Bayesian compartmental infectious disease models yield important inference on disease transmission by appropriately accounting for the dynamics and uncertainty of infection processes. In addition to estimating transition probabilities and reproductive numbers, these statistical models allow researchers to assess the probability of disease risk and quantify the effectiveness of interventions. These infectious disease models rely on data collected from all individuals classified as positive based on various diagnostic tests. In infectious disease testing, however, such procedures produce both false-positives and false-negatives at varying rates depending on the sensitivity and specificity of the diagnostic tests being used. We propose a novel Bayesian spatio-temporal infectious disease modeling framework that accounts for the additional uncertainty in the diagnostic testing and classification process that provides estimates of the important transmission dynamics of interest to researchers. The method is applied to data on the 2006 mumps epidemic in Iowa, in which over 6,000 suspected mumps cases were tested using a buccal or oral swab specimen, a urine specimen, and/or a blood specimen. Although all procedures are believed to have high specificities, the sensitivities can be low and vary depending on the timing of the test as well as the vaccination status of the individual being tested.
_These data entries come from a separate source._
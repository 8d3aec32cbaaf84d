//! DTLS-PSK session driving a wrapped handshake/record engine over one of
//! the modem's UDP sockets.
//!
//! The engine itself (cipher suites, flights, record protection) lives
//! behind the `DtlsEngine` trait and is supplied by the embedder through a
//! factory; this module owns the session plumbing around it: socket setup,
//! PSK material, the periodic retransmission tick, status tracking from the
//! alert stream and teardown/rebuild on fatal alerts.

use crate::modem::socket::SocketError;
use crate::modem::Modem;
use flint::logging::{self, Logger};
use std::io;
use std::time::Instant;

pub const MAX_PSK_ID_LEN: usize = 32;
pub const MAX_PSK_KEY_LEN: usize = 16;

#[derive(Debug, Clone, Copy, PartialEq, Eq)]
pub enum AlertLevel {
    Warning,
    Fatal,
}

/// TLS alert descriptions, plus the engine's three pseudo-events signalled
/// on the same channel.
#[derive(Debug, Clone, Copy, PartialEq, Eq)]
pub enum AlertDescription {
    CloseNotify,
    UnexpectedMessage,
    BadRecordMac,
    RecordOverflow,
    DecompressionFailure,
    HandshakeFailure,
    IllegalParameter,
    AccessDenied,
    DecodeError,
    DecryptError,
    ProtocolVersion,
    InsufficientSecurity,
    InternalError,
    UserCanceled,
    NoRenegotiation,
    UnsupportedExtension,
    /// Handshake started.
    EventConnect,
    /// Handshake finished; application data may flow.
    EventConnected,
    /// Renegotiation in progress.
    EventRenegotiate,
}

impl AlertDescription {
    pub fn code(self) -> u16 {
        match self {
            AlertDescription::CloseNotify => 0,
            AlertDescription::UnexpectedMessage => 1,
            AlertDescription::BadRecordMac => 20,
            AlertDescription::RecordOverflow => 22,
            AlertDescription::DecompressionFailure => 30,
            AlertDescription::HandshakeFailure => 40,
            AlertDescription::IllegalParameter => 47,
            AlertDescription::AccessDenied => 49,
            AlertDescription::DecodeError => 50,
            AlertDescription::DecryptError => 51,
            AlertDescription::ProtocolVersion => 70,
            AlertDescription::InsufficientSecurity => 71,
            AlertDescription::InternalError => 80,
            AlertDescription::UserCanceled => 90,
            AlertDescription::NoRenegotiation => 100,
            AlertDescription::UnsupportedExtension => 110,
            AlertDescription::EventConnect => 0x01dc,
            AlertDescription::EventConnected => 0x01de,
            AlertDescription::EventRenegotiate => 0x01df,
        }
    }
}

#[derive(Debug, PartialEq)]
pub enum DtlsError {
    /// No engine instance; `connect` was never called or teardown completed.
    NoEngine,
    /// `send_data` before the handshake finished.
    NotConnected,
    BadAddress,
    Ipv6NotImplemented,
    BadPskMaterial,
    Engine(&'static str),
    Socket(SocketError),
}

impl From<SocketError> for DtlsError {
    fn from(err: SocketError) -> Self {
        DtlsError::Socket(err)
    }
}

pub type DtlsResult<T> = Result<T, DtlsError>;

/// Everything an engine produced while handling one call: ciphertext records
/// to put on the wire, decrypted application data, and alert events.
#[derive(Debug, Default)]
pub struct EngineOutput {
    pub records: Vec<Vec<u8>>,
    pub plaintext: Vec<Vec<u8>>,
    pub events: Vec<(AlertLevel, AlertDescription)>,
}

impl EngineOutput {
    pub fn new() -> EngineOutput {
        EngineOutput::default()
    }
}

/// The wrapped DTLS record/handshake automaton. Implementations are pure
/// state machines: they never touch the network themselves, everything goes
/// through `EngineOutput`.
pub trait DtlsEngine {
    /// Begin the client handshake.
    fn start_handshake(&mut self, out: &mut EngineOutput) -> DtlsResult<()>;

    /// Feed one ciphertext datagram received from the peer.
    fn ingest_record(&mut self, ciphertext: &[u8], out: &mut EngineOutput) -> DtlsResult<()>;

    /// Protect and emit one application datagram.
    fn send_application_data(&mut self, plaintext: &[u8], out: &mut EngineOutput) -> DtlsResult<()>;

    /// Flight retransmission deadline, when one is pending.
    fn next_retransmit(&self) -> Option<Instant>;

    /// Advance timers; retransmits the current flight when due.
    fn tick(&mut self, now: Instant, out: &mut EngineOutput);

    /// Send close_notify.
    fn close_notify(&mut self, out: &mut EngineOutput);

    /// Re-key the established session.
    fn renegotiate(&mut self, out: &mut EngineOutput) -> DtlsResult<()>;

    /// Run a full new handshake on the existing association.
    fn rehandshake(&mut self, out: &mut EngineOutput) -> DtlsResult<()>;
}

/// Builds a fresh engine from (psk_identity, psk_key).
pub type EngineFactory = Box<dyn Fn(&[u8], &[u8]) -> Box<dyn DtlsEngine>>;

/// Decrypted datagrams and alert events handed up from one session call.
#[derive(Debug, Default)]
pub struct SessionOutput {
    pub plaintext: Vec<Vec<u8>>,
    pub events: Vec<(AlertLevel, AlertDescription)>,
}

/// Parse the peer address literal. IPv4 only for now.
pub fn parse_peer_addr(ip: &str) -> DtlsResult<[u8; 4]> {
    if ip.contains(':') {
        // TODO: IPv6 once the wrapped engine's support for it is settled.
        return Err(DtlsError::Ipv6NotImplemented);
    }

    let mut octets = [0u8; 4];
    let mut fields = ip.split('.');
    for octet in octets.iter_mut() {
        *octet = fields
            .next()
            .and_then(|field| field.parse().ok())
            .ok_or(DtlsError::BadAddress)?;
    }
    if fields.next().is_some() {
        return Err(DtlsError::BadAddress);
    }
    Ok(octets)
}

pub struct DtlsSession {
    psk_id: Vec<u8>,
    psk_key: Vec<u8>,
    factory: EngineFactory,
    engine: Option<Box<dyn DtlsEngine>>,

    pub remote_ip: String,
    pub remote_port: u16,
    pub local_port: u16,
    socket: Option<u8>,

    status: AlertDescription,
    log: Logger,
}

impl DtlsSession {
    pub fn new(
        psk_id: &[u8],
        psk_key: &[u8],
        factory: EngineFactory,
        remote_ip: &str,
        remote_port: u16,
        local_port: u16,
        log: &Logger,
    ) -> DtlsResult<DtlsSession> {
        if psk_id.is_empty() || psk_id.len() > MAX_PSK_ID_LEN {
            return Err(DtlsError::BadPskMaterial);
        }
        if psk_key.is_empty() || psk_key.len() > MAX_PSK_KEY_LEN {
            return Err(DtlsError::BadPskMaterial);
        }
        parse_peer_addr(remote_ip)?;

        Ok(DtlsSession {
            psk_id: psk_id.to_vec(),
            psk_key: psk_key.to_vec(),
            factory,
            engine: None,
            remote_ip: remote_ip.to_owned(),
            remote_port,
            local_port,
            socket: None,
            status: AlertDescription::CloseNotify,
            log: log.new(logging::o!()),
        })
    }

    /// The last alert description seen; `EventConnected` is the only status
    /// that admits `send_data`.
    #[inline]
    pub fn status(&self) -> AlertDescription {
        self.status
    }

    #[inline]
    pub fn is_connected(&self) -> bool {
        self.status == AlertDescription::EventConnected
    }

    #[inline]
    pub fn socket_id(&self) -> Option<u8> {
        self.socket
    }

    /// Note that a modem socket was closed out from under us. Returns true
    /// when it was this session's socket; the session is then torn down and
    /// must be rebuilt by the owner.
    pub fn handle_socket_closed(&mut self, socket: u8) -> bool {
        if self.socket != Some(socket) {
            return false;
        }

        logging::warn!(self.log, "transport socket closed, tearing session down";
                       "context" => "socket_closed",
                       "socket" => socket);
        self.socket = None;
        self.engine = None;
        self.status = AlertDescription::CloseNotify;
        true
    }

    /// Open the socket (when needed), cycle in a fresh engine and start the
    /// handshake.
    pub fn connect<S: io::Read + io::Write>(&mut self, modem: &mut Modem<S>) -> DtlsResult<()> {
        if self.socket.is_none() {
            let socket = match modem.open_listen_connect_udp(
                self.local_port,
                &self.remote_ip,
                self.remote_port,
            ) {
                Ok(socket) => socket,
                Err(listen_err) => {
                    logging::warn!(self.log, "listen+connect failed, falling back to plain connect";
                                   "context" => "connect",
                                   "error" => ?listen_err);
                    modem.open_connect_udp(&self.remote_ip, self.remote_port)?
                }
            };
            self.socket = Some(socket);
        }

        let mut out = EngineOutput::new();
        let mut engine = (self.factory)(&self.psk_id, &self.psk_key);
        engine.start_handshake(&mut out)?;
        self.engine = Some(engine);
        self.status = AlertDescription::EventConnect;

        self.absorb_events(&out.events);
        self.flush_records(modem, &mut out);
        Ok(())
    }

    /// Re-establish the transport: renegotiate when the session is healthy,
    /// rebuild it from scratch when it is stuck mid-handshake or torn down.
    pub fn reinitialize<S: io::Read + io::Write>(&mut self, modem: &mut Modem<S>) -> DtlsResult<()> {
        match self.status {
            AlertDescription::EventConnected => self.renegotiate(modem),
            AlertDescription::EventRenegotiate => Ok(()),
            _ => self.connect(modem),
        }
    }

    pub fn renegotiate<S: io::Read + io::Write>(&mut self, modem: &mut Modem<S>) -> DtlsResult<()> {
        let mut out = EngineOutput::new();
        self.engine
            .as_mut()
            .ok_or(DtlsError::NoEngine)?
            .renegotiate(&mut out)?;
        self.absorb_events(&out.events);
        self.flush_records(modem, &mut out);
        Ok(())
    }

    pub fn rehandshake<S: io::Read + io::Write>(&mut self, modem: &mut Modem<S>) -> DtlsResult<()> {
        let mut out = EngineOutput::new();
        self.engine
            .as_mut()
            .ok_or(DtlsError::NoEngine)?
            .rehandshake(&mut out)?;
        self.absorb_events(&out.events);
        self.flush_records(modem, &mut out);
        Ok(())
    }

    /// Send close_notify and release the socket.
    pub fn close<S: io::Read + io::Write>(&mut self, modem: &mut Modem<S>) -> DtlsResult<()> {
        if let Some(engine) = self.engine.as_mut() {
            let mut out = EngineOutput::new();
            engine.close_notify(&mut out);
            self.flush_records(modem, &mut out);
        }
        self.engine = None;

        if let Some(socket) = self.socket.take() {
            modem.socket_close(socket)?;
        }

        self.status = AlertDescription::CloseNotify;
        Ok(())
    }

    /// Protect and transmit application data. Only valid once the status is
    /// `EventConnected`.
    pub fn send_data<S: io::Read + io::Write>(
        &mut self,
        modem: &mut Modem<S>,
        plaintext: &[u8],
    ) -> DtlsResult<()> {
        if !self.is_connected() {
            logging::error!(self.log, "send before handshake completed";
                            "context" => "send_data",
                            "status" => ?self.status);
            return Err(DtlsError::NotConnected);
        }

        let mut out = EngineOutput::new();
        self.engine
            .as_mut()
            .ok_or(DtlsError::NoEngine)?
            .send_application_data(plaintext, &mut out)?;
        self.absorb_events(&out.events);
        self.flush_records(modem, &mut out);
        Ok(())
    }

    /// Feed one ciphertext datagram received on the session socket.
    pub fn handle_datagram<S: io::Read + io::Write>(
        &mut self,
        modem: &mut Modem<S>,
        data: &[u8],
    ) -> SessionOutput {
        let mut out = EngineOutput::new();

        match self.engine.as_mut() {
            Some(engine) => {
                if let Err(err) = engine.ingest_record(data, &mut out) {
                    logging::warn!(self.log, "engine rejected record";
                                   "context" => "handle_datagram",
                                   "error" => ?err);
                }
            }
            None => {
                logging::warn!(self.log, "ciphertext with no engine, dropping";
                               "context" => "handle_datagram",
                               "bytes" => data.len());
            }
        }

        self.absorb_events(&out.events);
        self.flush_records(modem, &mut out);

        SessionOutput {
            plaintext: out.plaintext,
            events: out.events,
        }
    }

    /// Tick flight retransmission whenever the engine's deadline has passed.
    pub fn periodic_retransmit<S: io::Read + io::Write>(
        &mut self,
        modem: &mut Modem<S>,
        now: Instant,
    ) -> SessionOutput {
        let due = self
            .engine
            .as_ref()
            .and_then(|engine| engine.next_retransmit())
            .map_or(false, |deadline| now >= deadline);

        if !due {
            return SessionOutput::default();
        }

        let mut out = EngineOutput::new();
        if let Some(engine) = self.engine.as_mut() {
            engine.tick(now, &mut out);
        }

        self.absorb_events(&out.events);
        self.flush_records(modem, &mut out);

        SessionOutput {
            plaintext: out.plaintext,
            events: out.events,
        }
    }

    fn absorb_events(&mut self, events: &[(AlertLevel, AlertDescription)]) {
        for &(level, description) in events {
            logging::info!(self.log, "session event";
                           "context" => "event",
                           "level" => ?level,
                           "description" => ?description,
                           "code" => description.code());
            self.status = description;
        }
    }

    fn flush_records<S: io::Read + io::Write>(&mut self, modem: &mut Modem<S>, out: &mut EngineOutput) {
        let socket = match self.socket {
            Some(socket) => socket,
            None => {
                if !out.records.is_empty() {
                    logging::error!(self.log, "records to send but no socket";
                                    "context" => "flush",
                                    "records" => out.records.len());
                }
                return;
            }
        };

        for record in out.records.drain(..) {
            if let Err(err) = modem.socket_send_udp(socket, &record) {
                logging::error!(self.log, "failed sending record";
                                "context" => "flush",
                                "socket" => socket,
                                "bytes" => record.len(),
                                "error" => ?err);
            }
        }
    }
}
贝叶斯房室传染病模型通过适当考虑感染过程的动态和不确定性,为疾病传播提供了重要的推断。除了估计转移概率和繁殖数外,这些统计模型还允许研究人员评估疾病风险的概率,并量化干预措施的效果。这些传染病模型依赖于从所有基于各种诊断测试被归类为阳性的个体中收集的数据。然而,在传染病检测中,这些程序会根据所用诊断测试的灵敏度和特异性以不同的速率产生假阳性和假阴性。我们提出了一种新的贝叶斯时空传染病建模框架,该框架考虑了诊断测试和分类过程中额外的不确定性,为研究人员提供了对感兴趣的重要传播动态的估计。该方法应用于爱荷华州 2006 年腮腺炎流行的数据,其中使用口腔或口腔拭子标本、尿液标本和/或血液标本对 6000 多例疑似腮腺炎病例进行了检测。尽管所有程序都被认为具有很高的特异性,但灵敏度可能较低,并且取决于测试的时间以及接受测试的个体的疫苗接种状态。